Jyuuni-shi : Chinese Zodiac in Japan -Part 1- (For age and year)
Jyuuni-shi : Chinese Zodiac in Japan
The word “Eto” means a combination of the ten Celestial and the Chinese Zodiac, but in Japan it is quite often used to refer only to Zodiac.
“Jyuuni-shi” is the correct word for the Chinese Zodiac.
…Hey, I didn’t know that!
I had believed “Eto” meant the same as “Jyuuni-shi” until I checked the word for this post.
Well, I try to be correct in this post, although “Eto” is shorter and easier to type.
The Kanji characters for “Jyuuni-shi” animals are completely different from the usual used ones, and those characters represent respective animals only in “Jyuuni-shi”.
[Age and Zodiac]
“Jyuuni-shi” is now mainly used to represent year for most of the people.
If you come to Japan around new year’s time, you will see many images of “Jyuuni-shi” animal.
The animal of this year is “Uma”, a horse, and every baby born under this sign is “Uma-doshi” (literal translation: horse year or horse age).
This year, every “Uma-doshi” male except a new-born baby is “Toshi-Otoko” (man of Year) and every female “Toshi-Onna” (woman of Year).
If somebody says “I am a Toshi-Otoko” to you, you will know almost the precise age of him, unless he looks incredibly younger or older.
Of course it depends on his birth date, his age should be a multiple number of twelve, because there are twelve animals (though I’m not sure if I can call a dragon as an animal) in “Jyuuni-shi”.
Also, when the expression “hitomawari” (one round) is referred to age, it means “twelve years”.
If you have “hitomarari” difference of age with somebody, you are twelve years younger or older.
[The chosen twelve]
How were those animals chosen?
There is an old tale, which I don’t know its original is from China or not;
Once upon a time, God announced that he would hold a race to choose animals for “Jyuuni-shi”.
A mouse won the race because it was on the back of a cow for almost entire route.
Just before the cow reached the goal, the mouse jumped off and finished the race.
This cunning mouse had told a cat a false date of the race, so the cat couldn’t participate it.
The cat got angry and that’s why cats started to catch mice.
[Hinoe-Uma in Japan]
As I wrote at the beginning of this post, “Eto” in the correct meaning is a combination of the ten Celestial and the Chinese Zodiac.
It consists of two Kanji characters; The first one is from Celestial and the second one is from Zodiac.
“Eto” is also used to represent year, but nobody really care what “Eto” year is except one – “Hinoe-Uma”, the 43rd term of “Eto”. (There are 60 terms in “Eto”)
In Japan, this specific “Eto” year is considered to be an ill fortune that lots of fires would break out, and a girl who is born in “Hinoe-Uma” is thought to eat up her husband to death.
Because it was impossible to know if a baby was a boy or a girl before birth, people tried to avoid to have a baby in the “Hinoe-Uma” year.
Even in 1966, the latest “Hinoe-Uma” year, birthrates were 25 percent less than the previous year.
There are still some people who don’t want to have a “Hinoe-Uma” wife not only for themselves but for their children.
Where does this sort of idea come from?
Five elements theory, which originates in China, is also related.
When you apply each Celestial and Zodiac to each elements, both “Hinoe” and “Uma” belong to fire.
Thus, “Hinoe-Uma” year is a combination of fire and fire.
Fire would be easily caused in the year and a “Hinoe-Uma” born girl tend to be quick-tempered (a bit similar to Western gingerism, prejudice and discrimination against redheads).
You may wonder “There are two characters of each which belong to fire, so there should be other three fire-and-fire combinations.
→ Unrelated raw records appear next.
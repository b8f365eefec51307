//! Structural elements in SVG: the `g`, `svg` and `use` elements, and non-rendering containers.

use crate::attributes::Attributes;
use crate::document::NodeId;
use crate::drawing_ctx::{DrawingCtx, ViewParams};
use crate::element::{set_attribute, AttributeErrors, ElementTrait};
use crate::error::*;
use crate::length::*;
use crate::node::Node;
use crate::parsers::ParseValue;
use crate::properties::ComputedValues;
use crate::transform::Transform;
use crate::viewbox::ViewBox;

#[derive(Default)]
pub struct Group();

impl ElementTrait for Group {
    fn draw(
        &self,
        node: &Node,
        values: &ComputedValues,
        draw_ctx: &mut DrawingCtx<'_>,
        clipping: bool,
    ) -> Result<(), RenderingError> {
        draw_ctx.with_discrete_layer(values, clipping, |dc| dc.draw_children(node, clipping))
    }
}

/// A no-op node that does not render anything
///
/// Sometimes we just need a node that can contain children, but doesn't
/// render itself or its children.  This is just that kind of node.
#[derive(Default)]
pub struct NonRendering;

impl ElementTrait for NonRendering {}

/// The `<svg>` element.
pub struct Svg {
    x: Length<Horizontal>,
    y: Length<Vertical>,
    width: ULength<Horizontal>,
    height: ULength<Vertical>,
    vbox: Option<ViewBox>,
}

impl Default for Svg {
    fn default() -> Svg {
        Svg {
            x: Default::default(),
            y: Default::default(),
            width: ULength::<Horizontal>::new(1.0, LengthUnit::Percent),
            height: ULength::<Vertical>::new(1.0, LengthUnit::Percent),
            vbox: None,
        }
    }
}

impl Svg {
    pub fn get_viewbox(&self) -> Option<ViewBox> {
        self.vbox
    }

    /// The `width` and `height`, resolved against `params`.
    pub fn get_size(&self, values: &ComputedValues, params: &ViewParams) -> (f64, f64) {
        (
            self.width.to_user(values, params),
            self.height.to_user(values, params),
        )
    }

    /// Transform from the element's contents to its parent's user space, and the size of
    /// the viewport the contents see.  `None` if nothing should be rendered.
    fn viewport(
        &self,
        node: &Node,
        values: &ComputedValues,
        params: &ViewParams,
    ) -> Option<(Transform, f64, f64)> {
        // The outermost svg fills the canvas, whose size is the initial viewport.
        let (x, y, w, h) = if node.parent().is_some() {
            let (w, h) = self.get_size(values, params);
            (self.x.to_user(values, params), self.y.to_user(values, params), w, h)
        } else {
            (0.0, 0.0, params.vbox.width(), params.vbox.height())
        };

        match self.vbox {
            Some(vbox) => vbox
                .transform_to(w, h)
                .map(|t| (t.post_translate(x, y), vbox.width(), vbox.height())),

            None => Some((Transform::new_translate(x, y), w, h)),
        }
    }
}

impl ElementTrait for Svg {
    fn set_attributes(&mut self, attrs: &Attributes, errors: &mut AttributeErrors<'_>) {
        for (attr, value) in attrs.iter() {
            match attr.as_str() {
                "x" => set_attribute(&mut self.x, attr.parse(value), errors),
                "y" => set_attribute(&mut self.y, attr.parse(value), errors),
                "width" => set_attribute(&mut self.width, attr.parse(value), errors),
                "height" => set_attribute(&mut self.height, attr.parse(value), errors),
                "viewBox" => set_attribute(&mut self.vbox, attr.parse(value), errors),
                _ => (),
            }
        }
    }

    fn draw(
        &self,
        node: &Node,
        values: &ComputedValues,
        draw_ctx: &mut DrawingCtx<'_>,
        clipping: bool,
    ) -> Result<(), RenderingError> {
        let (transform, vw, vh) = match self.viewport(node, values, &draw_ctx.get_view_params()) {
            Some(v) => v,
            None => return Ok(()),
        };

        draw_ctx.with_discrete_layer(values, clipping, |dc| {
            dc.with_saved_transform(Some(transform), |dc| {
                dc.with_view_box(vw, vh, |dc| dc.draw_children(node, clipping))
            })
        })
    }
}

/// The `<use>` element.
///
/// The referenced element is drawn with its own computed values, translated by `x, y`.
#[derive(Default)]
pub struct Use {
    link: Option<NodeId>,
    x: Length<Horizontal>,
    y: Length<Vertical>,
}

impl ElementTrait for Use {
    fn set_attributes(&mut self, attrs: &Attributes, errors: &mut AttributeErrors<'_>) {
        for (attr, value) in attrs.iter() {
            match attr.as_str() {
                "xlink:href" | "href" => set_attribute(
                    &mut self.link,
                    NodeId::parse(value).map(Some).attribute(attr.as_str()),
                    errors,
                ),
                "x" => set_attribute(&mut self.x, attr.parse(value), errors),
                "y" => set_attribute(&mut self.y, attr.parse(value), errors),
                _ => (),
            }
        }
    }

    fn draw(
        &self,
        _node: &Node,
        values: &ComputedValues,
        draw_ctx: &mut DrawingCtx<'_>,
        clipping: bool,
    ) -> Result<(), RenderingError> {
        let link = match self.link {
            Some(ref link) => link,
            None => return Ok(()),
        };

        // A reference back to the element being drawn, directly or through other
        // `<use>` elements, cannot be acquired a second time.
        let acquired = match draw_ctx.acquire_node(link)? {
            Some(acquired) => acquired,
            None => return Ok(()),
        };

        let child = acquired.get().clone();

        let params = draw_ctx.get_view_params();
        let x = self.x.to_user(values, &params);
        let y = self.y.to_user(values, &params);

        let res = draw_ctx.with_discrete_layer(values, clipping, |dc| {
            dc.with_saved_transform(Some(Transform::new_translate(x, y)), |dc| {
                dc.without_drawsub_stack(|dc| dc.draw_node_from_stack(&child, clipping))
            })
        });

        draw_ctx.release_node(acquired);

        res
    }
}
//! Render SVG document trees into Cairo surfaces.
//!
//! This crate is the rendering core of an SVG renderer.  It takes a [`Document`], a tree
//! of SVG elements with their cascaded style, and draws it into a Cairo context.  Parsing
//! XML and CSS is not done here; documents are built one element at a time with a
//! [`DocumentBuilder`].
//!
//! Drawing is driven by a [`DrawingCtx`], which walks the tree and composites each
//! element through a discrete layer: an element with group opacity, a clipping path, a
//! mask, a filter or a compositing operator is rendered into an offscreen surface, which
//! then gets composited into its parent.  Elements without any of those effects are drawn
//! directly.
//!
//! References between elements (`<use>`, `clip-path`, `mask`, `filter`, and the
//! `xlink:href` chains of gradients and patterns) are resolved through the document's
//! acquisition stack, so that reference cycles are detected instead of recursing forever.
//!
//! # Example
//!
//! ```
//! use rsvg_render::{Attributes, CairoRenderer, DocumentBuilder, Session};
//!
//! let mut builder = DocumentBuilder::new(Session::new());
//!
//! let root = builder.append_element(
//!     "svg",
//!     &Attributes::from(&[("width", "50"), ("height", "50")][..]),
//!     None,
//! );
//! builder.append_element(
//!     "rect",
//!     &Attributes::from(
//!         &[("id", "foo"), ("x", "10"), ("y", "10"), ("width", "30"), ("height", "30")][..],
//!     ),
//!     Some(&root),
//! );
//!
//! let document = builder.build().unwrap();
//!
//! let surface = cairo::ImageSurface::create(cairo::Format::ARgb32, 50, 50).unwrap();
//! let cr = cairo::Context::new(&surface).expect("Failed to create a cairo context");
//!
//! let renderer = CairoRenderer::new(&document);
//! renderer.render_document(&cr).unwrap();
//! ```

#![allow(rustdoc::private_intra_doc_links)]
#![allow(clippy::clone_on_ref_ptr)]
#![allow(clippy::too_many_arguments)]
#![allow(clippy::derive_partial_eq_without_eq)]
#![warn(nonstandard_style, rust_2018_idioms, unused)]
// Some lints no longer exist
#![warn(renamed_and_removed_lints)]
// Standalone lints
#![warn(trivial_casts, trivial_numeric_casts)]

// Modules that define macros go first, so the macros are in scope for the rest.
#[macro_use]
mod util;

#[macro_use]
mod log;

#[macro_use]
mod parsers;

#[macro_use]
mod coord_units;

#[macro_use]
mod float_eq_cairo;

#[macro_use]
mod property_macros;

#[macro_use]
mod node;

pub use crate::api::*;

pub use crate::attributes::Attributes;
pub use crate::bbox::BoundingBox;
pub use crate::document::{Document, DocumentBuilder, NodeId};
pub use crate::dpi::Dpi;
pub use crate::drawing_ctx::{DrawingCtx, RenderOptions, ViewParams};
pub use crate::element::ElementType;
pub use crate::error::{AcquireError, LoadingError, RenderingError};
pub use crate::filter::{DefaultFilterRenderer, FilterRenderer};
pub use crate::filters::error::FilterError;
pub use crate::layer::{DeferredClip, Layer};
pub use crate::node::Node;
pub use crate::properties::ComputedValues;
pub use crate::rect::Rect;
pub use crate::session::Session;
pub use crate::transform::Transform;

mod api;
mod attributes;
mod bbox;
mod clip_path;
mod color;
mod document;
mod dpi;
mod drawing_ctx;
mod element;
mod error;
mod filter;
mod filters;
mod gradient;
mod iri;
mod layer;
mod length;
mod limits;
mod mask;
mod paint_server;
mod pattern;
mod pixbuf_utils;
mod properties;
mod rect;
mod session;
mod shapes;
mod structure;
mod surface_utils;
mod transform;
mod unit_interval;
mod viewbox;

#[doc(hidden)]
pub mod bench_only {
    pub use crate::pixbuf_utils::{pixbuf_from_surface, surface_from_pixbuf};
    pub use crate::surface_utils::{luminance_to_alpha, ImageSurfaceDataExt, Pixel, PixelOps};
}

#[doc(hidden)]
pub mod doctest_only {
    pub use crate::error::AttributeResultExt;
    pub use crate::error::ElementError;
    pub use crate::error::ValueErrorKind;
    pub use crate::length::{Both, Horizontal, Length, LengthUnit, ULength, Vertical};
    pub use crate::parsers::{Parse, ParseValue};
}
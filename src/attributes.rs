//! Attribute lists for elements created through the document builder.

use std::fmt;

/// The name of an attribute, like `x1` or `xlink:href`.
#[derive(Debug, Clone, PartialEq, Eq, Hash)]
pub struct AttrName(String);

impl AttrName {
    pub fn as_str(&self) -> &str {
        &self.0
    }
}

impl From<&str> for AttrName {
    fn from(s: &str) -> AttrName {
        AttrName(s.to_string())
    }
}

impl fmt::Display for AttrName {
    fn fmt(&self, f: &mut fmt::Formatter<'_>) -> fmt::Result {
        f.write_str(&self.0)
    }
}

/// The attributes of an element, in document order.
#[derive(Debug, Clone, Default)]
pub struct Attributes(Vec<(AttrName, String)>);

impl Attributes {
    pub fn new() -> Attributes {
        Attributes(Vec::new())
    }

    pub fn push(&mut self, name: &str, value: &str) {
        self.0.push((AttrName::from(name), value.to_string()));
    }

    pub fn len(&self) -> usize {
        self.0.len()
    }

    pub fn is_empty(&self) -> bool {
        self.0.is_empty()
    }

    /// Returns the value of the first attribute with the given name.
    pub fn get(&self, name: &str) -> Option<&str> {
        self.0
            .iter()
            .find(|(n, _)| n.as_str() == name)
            .map(|(_, v)| v.as_str())
    }

    pub fn iter(&self) -> impl Iterator<Item = (&AttrName, &str)> {
        self.0.iter().map(|(n, v)| (n, v.as_str()))
    }
}

impl<'a> From<&[(&'a str, &'a str)]> for Attributes {
    fn from(pairs: &[(&'a str, &'a str)]) -> Attributes {
        let mut attrs = Attributes::new();

        for (name, value) in pairs {
            attrs.push(name, value);
        }

        attrs
    }
}
//! Bounding boxes that know their coordinate space.

use crate::rect::Rect;
use crate::transform::Transform;

/// A rectangle tagged with the transform of the space it is expressed in.
///
/// `rect` is `None` while nothing has been accumulated; such a box is the identity
/// for [`BoundingBox::insert`].
#[derive(Debug, Default, Copy, Clone, PartialEq)]
pub struct BoundingBox {
    pub transform: Transform,
    pub rect: Option<Rect>,
}

impl BoundingBox {
    pub fn new() -> BoundingBox {
        Default::default()
    }

    pub fn with_transform(self, transform: Transform) -> BoundingBox {
        BoundingBox { transform, ..self }
    }

    pub fn with_rect(self, rect: Rect) -> BoundingBox {
        BoundingBox {
            rect: Some(rect),
            ..self
        }
    }

    /// Whether nothing has been accumulated, or the accumulated area is degenerate.
    pub fn is_empty(&self) -> bool {
        self.rect.map_or(true, |r| r.is_empty())
    }

    /// Grows this box to also cover `src`, which may be in a different space.
    pub fn insert(&mut self, src: &BoundingBox) {
        let src_rect = match src.rect {
            Some(r) => r,
            None => return,
        };

        // A singular destination space cannot hold anything meaningful.
        let transform = match self.transform.invert() {
            Some(inverse) => inverse.pre_transform(&src.transform),
            None => return,
        };

        self.rect = Some(union_in_space(self.rect, &src_rect, &transform));
    }
}

/// Maps `src` through `transform` and grows `dest` to cover it.
fn union_in_space(dest: Option<Rect>, src: &Rect, transform: &Transform) -> Rect {
    let mapped = transform.transform_rect(src);

    match dest {
        Some(r) => mapped.union(&r),
        None => mapped,
    }
}

#[cfg(test)]
mod tests {
    use super::*;
    use proptest::prelude::*;

    #[test]
    fn union_maps_source_first() {
        let r1 = Rect::new(1.0, 2.0, 3.0, 4.0);
        let r2 = Rect::new(1.5, 2.5, 3.5, 4.5);
        let t = Transform::new_translate(0.5, 0.5);

        assert_eq!(union_in_space(None, &r2, &t), Rect::new(2.0, 3.0, 4.0, 5.0));
        assert_eq!(union_in_space(Some(r1), &r2, &t), Rect::new(1.0, 2.0, 4.0, 5.0));
    }

    #[test]
    fn insert_maps_into_destination_space() {
        let mut dest = BoundingBox::new().with_transform(Transform::new_scale(2.0, 2.0));
        let src = BoundingBox::new()
            .with_transform(Transform::new_translate(10.0, 10.0))
            .with_rect(Rect::new(0.0, 0.0, 10.0, 10.0));

        dest.insert(&src);

        assert!(dest
            .rect
            .unwrap()
            .approx_eq(&Rect::new(5.0, 5.0, 10.0, 10.0)));
    }

    #[test]
    fn singular_destination_ignores_inserts() {
        let mut dest = BoundingBox::new().with_transform(Transform::new_scale(0.0, 1.0));
        dest.insert(&BoundingBox::new().with_rect(Rect::new(0.0, 0.0, 1.0, 1.0)));

        assert!(dest.rect.is_none());
        assert!(dest.is_empty());
    }

    fn arb_rect() -> impl Strategy<Value = Rect> {
        (-100.0..100.0f64, -100.0..100.0f64, 0.0..50.0f64, 0.0..50.0f64)
            .prop_map(|(x, y, w, h)| Rect::new(x, y, x + w, y + h))
    }

    fn arb_bbox() -> impl Strategy<Value = BoundingBox> {
        (arb_rect(), -20.0..20.0f64, -20.0..20.0f64, 0.5..4.0f64).prop_map(|(r, tx, ty, s)| {
            BoundingBox::new()
                .with_transform(Transform::new_translate(tx, ty).pre_scale(s, s))
                .with_rect(r)
        })
    }

    proptest! {
        #[test]
        fn inserting_empty_box_is_identity(b in arb_bbox(), tx in -20.0..20.0f64) {
            let mut merged = b;
            merged.insert(&BoundingBox::new().with_transform(Transform::new_translate(tx, 0.0)));

            prop_assert_eq!(merged, b);
        }

        #[test]
        fn insertion_order_does_not_matter(a in arb_bbox(), b in arb_bbox()) {
            let mut ab = BoundingBox::new();
            ab.insert(&a);
            ab.insert(&b);

            let mut ba = BoundingBox::new();
            ba.insert(&b);
            ba.insert(&a);

            prop_assert!(ab.rect.unwrap().approx_eq(&ba.rect.unwrap()));
        }
    }
}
Why does only this matter?”
It’s because “Hinoe-Uma” is the strongest fire combination.
“Hinoe” is stronger fire element than the other one, and “Uma” is stronger too.
How about a “Hinoe-Uma” boy?
In the older times, a “Hinoe-Uma” boy was thought to kill his wife like a girl kill her husband, but this idea is long gone.
-Yaoya Oshichi story-
Some people say a prejudice against a “Hinoe-Uma” girl is due to Yaoya Oshichi who was born in the specific year.
She is very commonly known as the person who put a fire with longing for her boyfriend.
Oshichi was a 16-year-old daughter of a vegetable shop keeper (“Yaoya” in Japanese), and her family took temporal refuge at a temple when her house was burnt down.
There, she met a boy and they fell in love with each other.
The family left the temple after their house was rebuilt, and she missed her boyfriend so much, she thought she could see him if her house was burnt down again.
In the Edo period, a penalty for arson was execution by burning.
She was arrested and executed.
Well, it seems to be true there was a girl who was executed because of arson, but details are unknown.
This Oshichi story became famous through fictional stories like “Koushoku Gonin Onna” (literal translation is “Amorous Five Women”. The published title is “Five Women Who Loved Love”) by Saikaku Ihara.
Some of authors of these stories described Oshichi as a “Hinoe-Uma” girl, but it’s not clear if it’s true or just a made-up.